Demikian diungkapkannya saat memimpin Tim Kunjungan Kerja Komisi X DPR ke Jayapura, Provinsi Papua, Senin (31/10). Tim Kunker Komisi X DPR mendapat aspirasi dari pihak SMA 5 Jayapura, terkait bantuan dari Pemerintah Pusat. SMA 5 Jayapura meminta agar ruang kelas direvitalisasi, namun malah mendapat Ruang Kelas Baru (RKB).

“Untuk permasalahan di SMA Negeri 5 Jayapura yang minta revitalisasi gedung, namun mendapatnya malah RKB, mungkin karena keterbatasan anggaran di Kemendikbud atau anggaran yang ada hanya RKB. Namun kalau menghancurkan ruang kelas yang ada, ini tidak sesuai dengan nomenklaturnya,” kata Fikri.

Fikri juga mengaku heran. Di satu sisi ruang kelas sekolah masih minim, dan sekolah hanya meminta bantuan untuk revitalisasi gedung, kemudian malah mendapat bantuan RKB. Sehingga, bangunan ruang yang sudah ada, kemudian dihancurkan untuk dibangun RKB. Fikri meminta agar komunikasi antara Pemerintah Daerah dengan Pemerintah Pusat lebih intensif. Kemudian, perlu adanya bimbingan teknis yang ketat sehingga tidak ada kesalahan pengajuan bantuan dari Pemda ke Pusat.

“Tidak boleh dibiarkan kemudian Kemendikbud dinyatakan salah karena tidak sesuai dengan nomenklatur,” kata politisi F-PKS itu.

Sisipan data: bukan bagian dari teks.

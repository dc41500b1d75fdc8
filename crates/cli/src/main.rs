use std::process::ExitCode;

fn main() -> ExitCode {
    advocado_cli::run()
}
//! Langbase-backed capabilities: memory, pipe hosting and pipe runs, plus the
//! HTTP mail relay used by the `send_email` tool.

pub mod client;
pub mod email;
pub mod memory;
pub mod pipes;

use std::sync::Arc;
use std::time::Duration;

use advocado_agent::tools::EmailSender;
use advocado_core::config::AppConfig;
use advocado_core::policy::RetrievalPolicy;

pub use client::{LangbaseClient, LangbaseError};
pub use email::{email_sender_from_config, HttpEmailSender};
pub use memory::LangbaseMemoryStore;
pub use pipes::{LangbaseLanguageModel, LangbasePipeHost};

/// Every remote collaborator built from one configuration.
#[derive(Clone)]
pub struct LangbaseServices {
    pub memory: Arc<LangbaseMemoryStore>,
    pub language_model: Arc<LangbaseLanguageModel>,
    pub pipe_host: Arc<LangbasePipeHost>,
    pub email_sender: Arc<dyn EmailSender>,
}

impl LangbaseServices {
    pub fn connect(config: &AppConfig) -> Result<Self, LangbaseError> {
        let memory_client = LangbaseClient::new(
            &config.langbase.base_url,
            config.langbase.api_key.clone(),
            Duration::from_secs(config.memory.timeout_secs),
        )?;
        let pipe_client = LangbaseClient::new(
            &config.langbase.base_url,
            config.langbase.api_key.clone(),
            Duration::from_secs(config.llm.timeout_secs),
        )?;

        Ok(Self {
            memory: Arc::new(LangbaseMemoryStore::new(memory_client)),
            language_model: Arc::new(LangbaseLanguageModel::new(
                pipe_client.clone(),
                RetrievalPolicy::default().context_label,
            )),
            pipe_host: Arc::new(LangbasePipeHost::new(pipe_client)),
            email_sender: email_sender_from_config(&config.email)?,
        })
    }
}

DPR Harap Dana Otsus Digunakan untuk Dukung Pendidikan Tinggi

Sementara terkait aspirasi masih minimnya sarana dan prasarana, khususnya komputer, di SMA YPPK Taruna Dharma, SMK 1 Jayapura maupun SMA 5 Jayapura, Fikri  mengaku hal itu sudah seringkali disampaikan oleh Komisi X kepada Mendikbud, saat rapat kerja maupun rapat dengar pendapat dengan Kemendikbud.

“Ini sudah berulang-ulang disampaikan saat raker atau RDP, supaya diperhatikan. Karena ketika konteksnya adalah untuk Ujian Nasional Berbasis Komputer (UNBK), ini rawan, kalau soalnya berbeda tapi bergantian, ini rawan disampaikan dari murid yang sudah ujian duluan ke yang baru akan menjalankan ujian,” ujar dia.

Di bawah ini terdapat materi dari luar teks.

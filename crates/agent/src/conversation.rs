use advocado_core::domain::contact::{ContactField, FieldValue};
use advocado_core::errors::ValidationError;
use advocado_core::flows::{FlowEvent, FlowState};
use advocado_core::policy::Persona;

const CANCEL_PHRASES: [&str; 10] = [
    "cancel",
    "cancel that",
    "cancel it",
    "never mind",
    "nevermind",
    "forget it",
    "forget about it",
    "stop",
    "abort",
    "quit",
];

const AFFIRMATIVE_PHRASES: [&str; 22] = [
    "y",
    "yes",
    "yeah",
    "yep",
    "yup",
    "sure",
    "ok",
    "okay",
    "correct",
    "confirm",
    "confirmed",
    "right",
    "that is right",
    "that s right",
    "thats right",
    "looks good",
    "yes please",
    "send it",
    "go ahead",
    "please do",
    "retry",
    "try again",
];

const NEGATIVE_WORDS: [&str; 6] = ["no", "n", "nope", "wrong", "incorrect", "nah"];

const STRONG_CONTACT_PHRASES: [&str; 9] = [
    "contact",
    "get in touch",
    "reach out",
    "send a message",
    "send an email",
    "leave a message",
    "drop a line",
    "drop a message",
    "pass a message",
];

const TARGETED_CONTACT_VERBS: [&str; 10] = [
    "email",
    "message",
    "reach",
    "write to",
    "talk to",
    "speak to",
    "speak with",
    "connect with",
    "send",
    "ping",
];

const PRONOUNS: [&str; 3] = ["him", "her", "them"];

const QUESTION_OPENERS: [&str; 18] = [
    "what", "who", "whom", "whose", "where", "when", "why", "how", "which", "does", "do", "did",
    "is", "are", "was", "can", "could", "has",
];

const THIRD_PERSON: [&str; 5] = ["he", "he's", "his", "him", "himself"];

const NAME_INTRODUCTIONS: [&str; 4] = ["my name is ", "this is ", "i'm ", "i am "];

/// Values found in one user message, split into valid and rejected candidates.
#[derive(Clone, Debug, Default, PartialEq, Eq)]
pub struct FieldExtraction {
    pub values: Vec<FieldValue>,
    pub invalid: Vec<ValidationError>,
}

impl FieldExtraction {
    fn push(&mut self, field: ContactField, raw: &str) {
        if self.values.iter().any(|value| value.field == field) {
            return;
        }
        match field.validate(raw) {
            Ok(value) => {
                self.invalid.retain(|error| error.field() != field);
                self.values.push(FieldValue::new(field, value));
            }
            Err(error) => {
                if !self.invalid.iter().any(|existing| existing.field() == field) {
                    self.invalid.push(error);
                }
            }
        }
    }

    pub fn value(&self, field: ContactField) -> Option<&str> {
        self.values.iter().find(|value| value.field == field).map(|value| value.value.as_str())
    }

    pub fn invalid_for(&self, field: ContactField) -> Option<&ValidationError> {
        self.invalid.iter().find(|error| error.field() == field)
    }
}

/// Turns raw user text into a contact-flow event for the current state.
#[derive(Clone, Debug)]
pub struct TurnParser {
    aliases: Vec<String>,
}

impl TurnParser {
    pub fn new(persona: &Persona) -> Self {
        Self { aliases: persona.aliases() }
    }

    pub fn parse(&self, state: &FlowState, text: &str) -> FlowEvent {
        let normalized = normalize_text(text);

        match state {
            FlowState::Answering | FlowState::Sent | FlowState::Declined | FlowState::FailedToSend => {
                if self.is_contact_intent(&normalized) {
                    FlowEvent::ContactRequested { candidates: self.extract(text, None).values }
                } else {
                    FlowEvent::InformationRequested
                }
            }
            FlowState::CollectingField { field } => {
                if let Some(event) = self.parse_control(&normalized, text, *field) {
                    return event;
                }
                if self.is_contact_intent(&normalized) {
                    return FlowEvent::ContactRequested { candidates: self.extract(text, None).values };
                }
                if self.is_side_question(&normalized, text, *field) {
                    return FlowEvent::InformationRequested;
                }
                self.parse_field_input(text, *field)
            }
            FlowState::ConfirmingField { field, .. } => {
                if let Some(event) = self.parse_control(&normalized, text, *field) {
                    return event;
                }
                if self.is_side_question(&normalized, text, *field) {
                    return FlowEvent::InformationRequested;
                }
                match self.parse_field_input(text, *field) {
                    FlowEvent::FieldsSupplied(values) if values.is_empty() => {
                        FlowEvent::Rejected { corrections: Vec::new() }
                    }
                    event => event,
                }
            }
            FlowState::ReadyToSend => {
                if CANCEL_PHRASES.contains(&normalized.as_str()) {
                    FlowEvent::Cancelled
                } else if is_affirmative(&normalized) {
                    FlowEvent::Confirmed
                } else if negative_remainder(&normalized).is_some() {
                    FlowEvent::Rejected { corrections: Vec::new() }
                } else {
                    FlowEvent::FieldsSupplied(Vec::new())
                }
            }
        }
    }

    pub fn is_contact_intent(&self, normalized: &str) -> bool {
        let padded = format!(" {normalized} ");
        if STRONG_CONTACT_PHRASES.iter().any(|phrase| padded.contains(&format!(" {phrase} "))) {
            return true;
        }

        TARGETED_CONTACT_VERBS.iter().any(|verb| {
            self.aliases
                .iter()
                .map(String::as_str)
                .chain(PRONOUNS)
                .any(|target| padded.contains(&format!(" {verb} {target} ")))
        })
    }

    /// A question asked while a contact field is expected. Subject and message are free
    /// text, so there a question only counts when it is about the persona in the third person.
    pub fn is_side_question(&self, normalized: &str, text: &str, field: ContactField) -> bool {
        if text.contains('@') || !labeled_segments(text).is_empty() {
            return false;
        }
        let opener = normalized.split(' ').next().unwrap_or_default();
        let asks = text.trim_end().ends_with('?') || QUESTION_OPENERS.contains(&opener);
        match field {
            ContactField::FullName | ContactField::EmailAddress => asks,
            ContactField::Subject | ContactField::Message => asks && self.mentions_persona(normalized),
        }
    }

    fn mentions_persona(&self, normalized: &str) -> bool {
        let padded = format!(" {normalized} ");
        THIRD_PERSON.iter().any(|pronoun| padded.contains(&format!(" {pronoun} ")))
            || self.aliases.iter().any(|alias| {
                padded.contains(&format!(" {alias} ")) || padded.contains(&format!(" {alias}'s "))
            })
    }

    /// Labeled segments (`name:`, `email:`, `subject:`, `message:`) win; otherwise email
    /// tokens are picked out and the remaining text is read as the `expected` field.
    pub fn extract(&self, text: &str, expected: Option<ContactField>) -> FieldExtraction {
        let mut extraction = FieldExtraction::default();
        let labeled = labeled_segments(text);
        for (field, raw) in &labeled {
            extraction.push(*field, raw);
        }

        let unlabeled = if labeled.is_empty() { text } else { "" };
        let (emails, broken_emails, remainder) = split_email_tokens(unlabeled);
        for email in &emails {
            extraction.push(ContactField::EmailAddress, email);
        }

        match expected {
            Some(ContactField::FullName) if !labeled.is_empty() => {}
            Some(ContactField::FullName) => {
                let name = strip_name_introduction(&remainder);
                if !name.is_empty() {
                    extraction.push(ContactField::FullName, &name);
                }
            }
            Some(ContactField::EmailAddress) if extraction.value(ContactField::EmailAddress).is_none() => {
                let candidate = broken_emails.first().cloned().unwrap_or_else(|| unlabeled.trim().to_string());
                if !candidate.is_empty() {
                    extraction.push(ContactField::EmailAddress, &candidate);
                }
            }
            Some(field @ (ContactField::Subject | ContactField::Message)) if labeled.is_empty() => {
                extraction.push(field, text);
            }
            Some(_) => {}
            None => {
                if let Some(name) = introduced_name(&remainder) {
                    extraction.push(ContactField::FullName, &name);
                }
                for broken in &broken_emails {
                    extraction.push(ContactField::EmailAddress, broken);
                }
            }
        }

        extraction
    }

    fn parse_control(&self, normalized: &str, text: &str, field: ContactField) -> Option<FlowEvent> {
        if CANCEL_PHRASES.contains(&normalized) {
            return Some(FlowEvent::Cancelled);
        }
        if is_affirmative(normalized) {
            return Some(FlowEvent::Confirmed);
        }
        let remainder = negative_remainder(normalized)?;
        let corrections = if remainder.is_empty() {
            Vec::new()
        } else {
            self.extract(strip_negative_prefix(text), Some(field)).values
        };
        Some(FlowEvent::Rejected { corrections })
    }

    fn parse_field_input(&self, text: &str, field: ContactField) -> FlowEvent {
        let extraction = self.extract(text, Some(field));
        if extraction.value(field).is_some() {
            return FlowEvent::FieldsSupplied(extraction.values);
        }
        if let Some(error) = extraction.invalid_for(field) {
            return FlowEvent::FieldInvalid { field, reason: error.to_string() };
        }
        if !extraction.values.is_empty() {
            return FlowEvent::FieldsSupplied(extraction.values);
        }
        match extraction.invalid.first() {
            Some(error) => FlowEvent::FieldInvalid { field: error.field(), reason: error.to_string() },
            None => FlowEvent::FieldsSupplied(Vec::new()),
        }
    }
}

/// Lowercases, maps punctuation to spaces and collapses whitespace. Apostrophes are kept.
pub fn normalize_text(text: &str) -> String {
    let mut sanitized = String::with_capacity(text.len());
    for character in text.chars() {
        if character.is_alphanumeric() || matches!(character, '\'' | '@' | '.' | '-' | '_' | '+') {
            sanitized.extend(character.to_lowercase());
        } else {
            sanitized.push(' ');
        }
    }
    sanitized
        .split_whitespace()
        .map(|token| token.trim_matches('.'))
        .filter(|token| !token.is_empty())
        .collect::<Vec<_>>()
        .join(" ")
}

fn is_affirmative(normalized: &str) -> bool {
    let without_apostrophes = normalized.replace('\'', " ");
    let collapsed = without_apostrophes.split_whitespace().collect::<Vec<_>>().join(" ");
    AFFIRMATIVE_PHRASES.contains(&collapsed.as_str())
        || AFFIRMATIVE_PHRASES.contains(&normalized)
}

/// `Some(rest)` when the message opens with a negative word.
fn negative_remainder(normalized: &str) -> Option<&str> {
    let (first, rest) = normalized.split_once(' ').unwrap_or((normalized, ""));
    NEGATIVE_WORDS.contains(&first).then_some(rest.trim())
}

fn strip_negative_prefix(text: &str) -> &str {
    let trimmed = text.trim_start();
    let word_end = trimmed
        .find(|ch: char| !ch.is_alphabetic())
        .unwrap_or(trimmed.len());
    trimmed[word_end..].trim_start_matches(|ch: char| ch.is_whitespace() || matches!(ch, ',' | '.' | '!' | '-' | ':'))
}

fn label_field(label: &str) -> Option<ContactField> {
    match label {
        "name" | "full name" | "my name" => Some(ContactField::FullName),
        "email" | "e-mail" | "email address" | "my email" => Some(ContactField::EmailAddress),
        "subject" | "title" => Some(ContactField::Subject),
        "message" | "content" | "body" => Some(ContactField::Message),
        _ => None,
    }
}

/// Finds `label: value` segments; a value runs until the next recognised label.
fn labeled_segments(text: &str) -> Vec<(ContactField, String)> {
    let lowered = text.to_lowercase();
    if lowered.len() != text.len() {
        return Vec::new();
    }

    let mut markers = Vec::new();
    for (colon, _) in lowered.match_indices(':') {
        let head = &lowered[..colon];
        let segment_start = head
            .rfind(|ch: char| matches!(ch, '\n' | ',' | ';'))
            .map_or(0, |index| index + 1);
        let label = head[segment_start..].trim();
        if let Some(field) = label_field(label) {
            markers.push((segment_start, colon + 1, field));
        }
    }

    let mut segments = Vec::new();
    for (index, (_, value_start, field)) in markers.iter().enumerate() {
        let value_end = markers.get(index + 1).map_or(text.len(), |(next_start, _, _)| *next_start);
        let value = text[*value_start..value_end]
            .trim()
            .trim_end_matches(|ch: char| matches!(ch, ',' | ';'))
            .trim();
        if !value.is_empty() {
            segments.push((*field, value.to_string()));
        }
    }
    segments
}

/// Returns (valid emails, `@` tokens that failed validation, text with both removed).
fn split_email_tokens(text: &str) -> (Vec<String>, Vec<String>, String) {
    let mut emails = Vec::new();
    let mut broken = Vec::new();
    let mut remainder = Vec::new();

    for token in text.split_whitespace() {
        let cleaned = token.trim_matches(|ch: char| matches!(ch, '<' | '>' | ',' | ';' | '(' | ')' | '"' | '\'' | '!' | '?'));
        let cleaned = cleaned.trim_end_matches('.');
        if cleaned.contains('@') {
            match ContactField::EmailAddress.validate(cleaned) {
                Ok(email) => emails.push(email),
                Err(_) => broken.push(cleaned.to_string()),
            }
        } else {
            remainder.push(token);
        }
    }

    (emails, broken, remainder.join(" "))
}

fn strip_name_introduction(text: &str) -> String {
    let candidate = introduced_name(text).unwrap_or_else(|| text.to_string());
    trim_connectors(&candidate)
}

fn introduced_name(text: &str) -> Option<String> {
    let lowered = text.to_lowercase();
    if lowered.len() != text.len() {
        return None;
    }
    NAME_INTRODUCTIONS.iter().find_map(|intro| {
        let start = lowered.find(intro)? + intro.len();
        let rest = &text[start..];
        let end = rest.find([',', '.', ';', '\n', '!', '?']).unwrap_or(rest.len());
        let name = trim_connectors(&rest[..end]);
        (!name.is_empty()).then_some(name)
    })
}

fn trim_connectors(text: &str) -> String {
    let mut value = text.trim().trim_matches(|ch: char| matches!(ch, ',' | ';' | '.' | '!' | '-')).trim();
    for suffix in [" and", " &", " at", " email"] {
        if let Some(stripped) = value.strip_suffix(suffix) {
            value = stripped.trim_end();
        }
    }
    value.trim_matches(|ch: char| matches!(ch, ',' | ';')).trim().to_string()
}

Anggota Komisi X DPR MY Esty Wijayati mengatakan, permasalahan yang masih dijumpai di Papua adalah minimnya sarana dan prasarana, baik itu ruang kelas, sarana laboratorium, maupun peralatan-peralatan lain yang dibutuhkan di sekolah.

“Ini hampir di seluruh Papua. Tapi persoalan yang harus segera diatasi, adalah sarana dan prasaran di sekolah pelosok Papua. Kemudian sarana prasarna yg hrs kita berikan dibseluruh pelosok papua. Dengan sebaran penduduk yang kadang satu desa hanya 10 KK, kemudian jarak 5 km lagi baru ada penduduk desa lain,” kata politisi F-PDI Perjuangan itu.

Dia melihat persoalan di Papua sangatlah kompleks. Sehingga dalam memperlakukan dan membuat kebijakan untuk Papua tidak bisa disamakan dengan membuat kebijkan untuk daerah-daerah lain.

Sebelumnya, Kepala Sekolah SMA 5 Jayapura, Agnes, mengatakan sekolahnya membutuhkan beberapa bantuan untuk mendukung kegiatan belajar mengajar, misalnya minim jumlah bis sekolah untuk antar jemput siswa dan guru, termasuk minimnya jumlah komputer. Ia juga mengeluhkan ruang kelas yang seharusnya cukup direvitalisasi, namun malah mendapat RKB.